Paris 2024 Opening Ceremony review: an absolute disaster

Paris 2024 made a big deal of being the first Olympics to not use a stadium for the opening ceremony. Instead, the city would be the stage, the ceremony opened up to the masses via a procession down the Seine. If they pulled it off, it would be a logistical and creative marvel. 

They didn’t.

Paris’s opening ceremony was instead the worst in recent memory, an interminably boring display which undermined itself at every turn. One would never have known it was directed by a theatre director: the concepts of pacing and narrative structure were completely absent, with the show feeling more like a tacky variety TV extravaganza than anything theatrical.

The biggest mistake revealed itself early. Typically, the athletes’ parade is saved for a lull in the middle: long and repetitive, it’s the moment for audiences to take a break. Paris, for some reason, decided instead to interweave it with the main show. That choice robbed the event of all momentum: just as it was about to gain some steam, everything ground to a halt as we cut to a slow procession of ugly barges.

No one appears to have considered the scale of the parade either — or how long it would take to get from point A to point B. That led to some farcical scenes: while watching the torch bearer zoom down the Seine on a mechanical horse was at first thrilling, by the time the background music looped for a second time it was instead excruciating. Twenty minutes later, while watching a now-real horse slowly shuffle down the Trocadero, one started looking up recipes for tartare de cheval.

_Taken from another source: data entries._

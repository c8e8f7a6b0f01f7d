use chrono::NaiveDate;
use wiremock::matchers::{body_partial_json, header, method, path};
use wiremock::{Mock, MockServer, ResponseTemplate};

use shared_config::AppConfig;
use shared_email::{BookingEmail, ForgotPasswordEmail, Mailer};

fn test_config(api_url: String) -> AppConfig {
    AppConfig {
        database_url: String::new(),
        jwt_secret: "test-secret".to_string(),
        access_token_expire_minutes: 60,
        refresh_token_expire_minutes: 120,
        cookie_secure: false,
        cookie_domain: "localhost".to_string(),
        cors_origins: vec![],
        upload_dir: "public/images".to_string(),
        email_api_url: api_url,
        email_api_key: "test-key".to_string(),
        email_from: "DoctorCare <no-reply@test>".to_string(),
        port: 0,
    }
}

fn booking() -> BookingEmail {
    BookingEmail {
        doctor: "Tran Thi B".to_string(),
        start_time: NaiveDate::from_ymd_opt(2025, 5, 1)
            .unwrap()
            .and_hms_opt(14, 0, 0)
            .unwrap(),
        end_time: NaiveDate::from_ymd_opt(2025, 5, 1)
            .unwrap()
            .and_hms_opt(15, 0, 0)
            .unwrap(),
    }
}

#[tokio::test]
async fn booking_success_posts_to_email_api() {
    let server = MockServer::start().await;

    Mock::given(method("POST"))
        .and(path("/emails"))
        .and(header("Authorization", "Bearer test-key"))
        .and(body_partial_json(serde_json::json!({
            "to": ["patient@example.com"],
            "subject": "DoctorCare booking confirmed",
        })))
        .respond_with(ResponseTemplate::new(200).set_body_json(serde_json::json!({ "id": "1" })))
        .expect(1)
        .mount(&server)
        .await;

    let mailer = Mailer::new(&test_config(format!("{}/emails", server.uri())));
    let result = mailer
        .send_booking_success("patient@example.com", &booking())
        .await;

    assert!(result.is_ok());
}

#[tokio::test]
async fn api_failure_surfaces_as_error() {
    let server = MockServer::start().await;

    Mock::given(method("POST"))
        .and(path("/emails"))
        .respond_with(ResponseTemplate::new(500).set_body_string("upstream down"))
        .mount(&server)
        .await;

    let mailer = Mailer::new(&test_config(format!("{}/emails", server.uri())));
    let result = mailer
        .send_forgot_password(
            "user@example.com",
            &ForgotPasswordEmail {
                name: "Tester".to_string(),
                new_password: "x".to_string(),
            },
        )
        .await;

    assert!(result.is_err());
}

#[tokio::test]
async fn unconfigured_mailer_is_a_noop() {
    let mailer = Mailer::new(&test_config(String::new()));
    let result = mailer
        .send_booking_failed("patient@example.com", &booking())
        .await;

    assert!(result.is_ok());
}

The sloppiness and lack of planning was visible throughout. The woefully out of sync cancan dancers seemed to have never rehearsed. The barges, instead of being wrapped in Paris 2024 branding, were kept bare and drab. The TV direction cut from one bad angle to another, often choosing to abandon a genuinely interesting spectacle to instead show us a boring pre-recorded video. The sound mixing was awful. And it was obvious that no preparation had been made for the possibility of rain — which made everything all the worse.

To be sure, there were some beautiful moments. The water-splashing dancers outside Notre Dame were very talented. The blood soaked and heavy metal soundtracked recreation of revolution was thrilling. Celine Dion and Aya Nakamura were excellent. And the hot air balloon cauldron was unforgettable. But these moments were brief and fleeting, struggling to make their mark amid the slowness of everything else.

There was a good show lurking in this four hour behemoth. If only the organisers had found it.